Using lambda with extension methods:

IEnumerable<Team> drew =
    fixtures.Where(f => f.Played && f.HomeScore == f.AwayScore)
    .SelectMany(f => new[]{f.HomeTeam, f.AwayTeam});

Edit: I don't know if a team could have possibly played and drawn more than once in your database, but if that's possible, then you might want to make use of the Distinct query operator:

IEnumerable<Team> drew =
    (from fixture in fixtures
     where fixture.Played && (fixture.HomeScore == fixture.AwayScore)
     from team in new[]{fixture.AwayTeam, fixture.HomeTeam}
     select team).Distinct();

or:

IEnumerable<Team> drew =
    fixtures.Where(f => f.Played && f.HomeScore == f.AwayScore)
    .SelectMany(f => new[]{f.HomeTeam, f.AwayTeam})
    .Distinct();

1 Comment

Last sample worked for me. Also taught me that you can use type inference to declare arrays. Every day is a school day.
6

Or you can define a type to hold all that data:

IEnumerable<TeamCluster> drew = from fixture in fixtures
                         where fixture.Played && (fixture.HomeScore == fixture.AwayScore)
                         select new TeamCluster {
                             Team1 = fixture.HomeTeam,
                             Team2 = fixture.AwayTeam,
                             Score1 = fixture.HomeScore,
                             Score2 = fixture.AwayScore
                         };

class TeamCluster {
    public Team Team1 { get; set; }
    public Team Team2 { get; set; }
    public int Score1 { get; set; }
    public int Score2 { get; set; }
}

Comments

5

Edit: Sorry, misunderstood your original question, so rewrote answer.

You could use the "SelectMany" operator to do what you want:

IEnumerable<Team> drew =
           (from fixture in fixtures
            where fixture.Played && (fixture.HomeScore == fixture.AwayScore)
                  select new List<Team>()
                             { HomeTeam = fixture.HomeTeam,
                               AwayTeam = fixture.AwayTeam
                             }).SelectMany(team => team);

This will return a flattened list of teams that drew.

Comments

1

I came up against this very issue, and couldn't find what I wanted so I wrote a small extension method which did what I wanted.

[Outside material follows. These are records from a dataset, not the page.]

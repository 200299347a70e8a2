//! Opsdeck CI/CD engine.
//!
//! Two execution modes share one trigger, scheduling and notification core:
//! YAML pipelines whose jobs run as cluster Jobs, and freestyle jobs whose
//! steps run over SSH or in a local shell. The binary in `main.rs` wires the
//! [`orchestrator::Orchestrator`] behind the [`routes`] HTTP surface.

pub mod config;
pub mod error;
pub mod events;
pub mod metrics;
pub mod models;
pub mod orchestrator;
pub mod routes;
pub mod services;
pub mod storage;
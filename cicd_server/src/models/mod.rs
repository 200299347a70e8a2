//! CI/CD data models.

pub mod artifact;
pub mod freestyle;
pub mod host;
pub mod notification;
pub mod pipeline;
pub mod status;
pub mod trigger;

pub use status::{JobStatus, RunStatus};
pub use trigger::{TriggerInfo, TriggerKind};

public static IEnumerable<R> MapCombine<M, R>(this IEnumerable<M> origList, params Func<M, R>[] maps)
{
    foreach (var item in origList)
    foreach (var map in maps)
    {
        yield return map(item);
    }
}

Following the problem in the question, you would then do something like this

var drew = fixtures.Where(fixture => fixture.Played && 
                        (fixture.HomeScore == fixture.AwayScore))
                    .MapCombine(f => f.HomeTeam, f => f.AwayTeam);

Interestingly intellisense isn't exactly happy about this, you don't get the lamdba expression in the top of the drop down, however after the '=>' its quite happy. But the main thing is the compiler is happy.